Records for the task START
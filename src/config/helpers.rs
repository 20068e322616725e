use std::str::FromStr;

use crate::error::ConfigError;

/// Read an env var, treating empty values as unset.
pub(crate) fn optional_env(key: &str) -> Result<Option<String>, ConfigError> {
    match std::env::var(key) {
        Ok(value) if value.trim().is_empty() => Ok(None),
        Ok(value) => Ok(Some(value)),
        Err(std::env::VarError::NotPresent) => Ok(None),
        Err(e) => Err(ConfigError::InvalidValue {
            key: key.to_string(),
            message: e.to_string(),
        }),
    }
}

/// First of `keys` that holds a non-empty value, unquoted and trimmed.
pub(crate) fn first_non_empty_env(keys: &[&str]) -> Result<Option<String>, ConfigError> {
    for key in keys {
        if let Some(value) = optional_env(key)? {
            let normalized = normalize_env_value(value.as_str());
            if !normalized.is_empty() {
                return Ok(Some(normalized));
            }
        }
    }
    Ok(None)
}

pub(crate) fn normalize_env_value(raw: &str) -> String {
    let trimmed = raw.trim();
    let maybe_unquoted = trimmed
        .strip_prefix('"')
        .and_then(|inner| inner.strip_suffix('"'))
        .or_else(|| {
            trimmed
                .strip_prefix('\'')
                .and_then(|inner| inner.strip_suffix('\''))
        })
        .unwrap_or(trimmed);
    maybe_unquoted.trim().to_string()
}

/// Parse `key` when set, falling back to `default`.
pub(crate) fn parse_env_or<T>(key: &str, default: T, expected: &str) -> Result<T, ConfigError>
where
    T: FromStr,
    T::Err: std::fmt::Display,
{
    optional_env(key)?
        .map(|s| s.trim().parse::<T>())
        .transpose()
        .map_err(|e| ConfigError::InvalidValue {
            key: key.to_string(),
            message: format!("must be {expected}: {e}"),
        })
        .map(|value| value.unwrap_or(default))
}

/// Like [`parse_env_or`], rejecting zero.
pub(crate) fn positive_env_or(key: &str, default: u64) -> Result<u64, ConfigError> {
    let value = parse_env_or(key, default, "a positive integer")?;
    if value == 0 {
        return Err(ConfigError::InvalidValue {
            key: key.to_string(),
            message: "must be > 0".to_string(),
        });
    }
    Ok(value)
}
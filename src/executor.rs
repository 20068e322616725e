//! Command execution with bounded retries.

use std::time::Duration;

use crate::transport::{AccountLink, Command, CommandHandle};

/// Retry bounds for one remote command.
#[derive(Debug, Clone, Copy, PartialEq, Eq)]
pub struct RetryPolicy {
    /// Total attempts, rate-limited ones included.
    pub max_retries: u32,
    /// Linear backoff unit after a hard failure.
    pub base_delay: Duration,
    /// Added to the transport's retry-after hint.
    pub rate_limit_margin: Duration,
}

impl Default for RetryPolicy {
    fn default() -> Self {
        Self {
            max_retries: 3,
            base_delay: Duration::from_secs(2),
            rate_limit_margin: Duration::from_secs(1),
        }
    }
}

impl RetryPolicy {
    /// Wait after the `attempt`-th (1-based) hard failure.
    pub fn backoff(&self, attempt: u32) -> Duration {
        self.base_delay.saturating_mul(attempt)
    }

    /// Wait after a rate-limit signal.
    pub fn rate_limit_wait(&self, retry_after: Option<Duration>) -> Duration {
        retry_after
            .unwrap_or(self.base_delay)
            .saturating_add(self.rate_limit_margin)
    }
}

/// Sends commands, absorbing transient transport failures.
#[derive(Debug, Clone, Copy, Default)]
pub struct CommandExecutor {
    policy: RetryPolicy,
}

impl CommandExecutor {
    pub fn new(policy: RetryPolicy) -> Self {
        Self { policy }
    }

    /// Send `command`, retrying per policy. Returns whether the transport
    /// accepted it; failures never propagate.
    pub async fn execute(
        &self,
        link: &dyn AccountLink,
        handle: &CommandHandle,
        command: &Command,
    ) -> bool {
        let max = self.policy.max_retries;
        for attempt in 1..=max {
            match link.send_command(handle, command).await {
                Ok(()) => {
                    tracing::debug!(command = %command.kind(), attempt, "command accepted");
                    return true;
                }
                Err(crate::error::TransportError::RateLimited { retry_after }) => {
                    let wait = self.policy.rate_limit_wait(retry_after);
                    tracing::warn!(
                        command = %command.kind(),
                        attempt,
                        wait_ms = wait.as_millis() as u64,
                        "rate limited"
                    );
                    if attempt < max {
                        tokio::time::sleep(wait).await;
                    }
                }
                Err(e) => {
                    tracing::warn!(
                        command = %command.kind(),
                        attempt,
                        error = %e,
                        "command failed"
                    );
                    if attempt < max {
                        tokio::time::sleep(self.policy.backoff(attempt)).await;
                    }
                }
            }
        }
        tracing::warn!(command = %command.kind(), attempts = max, "giving up on command");
        false
    }
}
Records for the task END
- Activity -
Identify and extract each line of the listing that contains "await".

- Task solution -
            match link.send_command(handle, command).await {
                        tokio::time::sleep(wait).await;
                        tokio::time::sleep(self.policy.backoff(attempt)).await;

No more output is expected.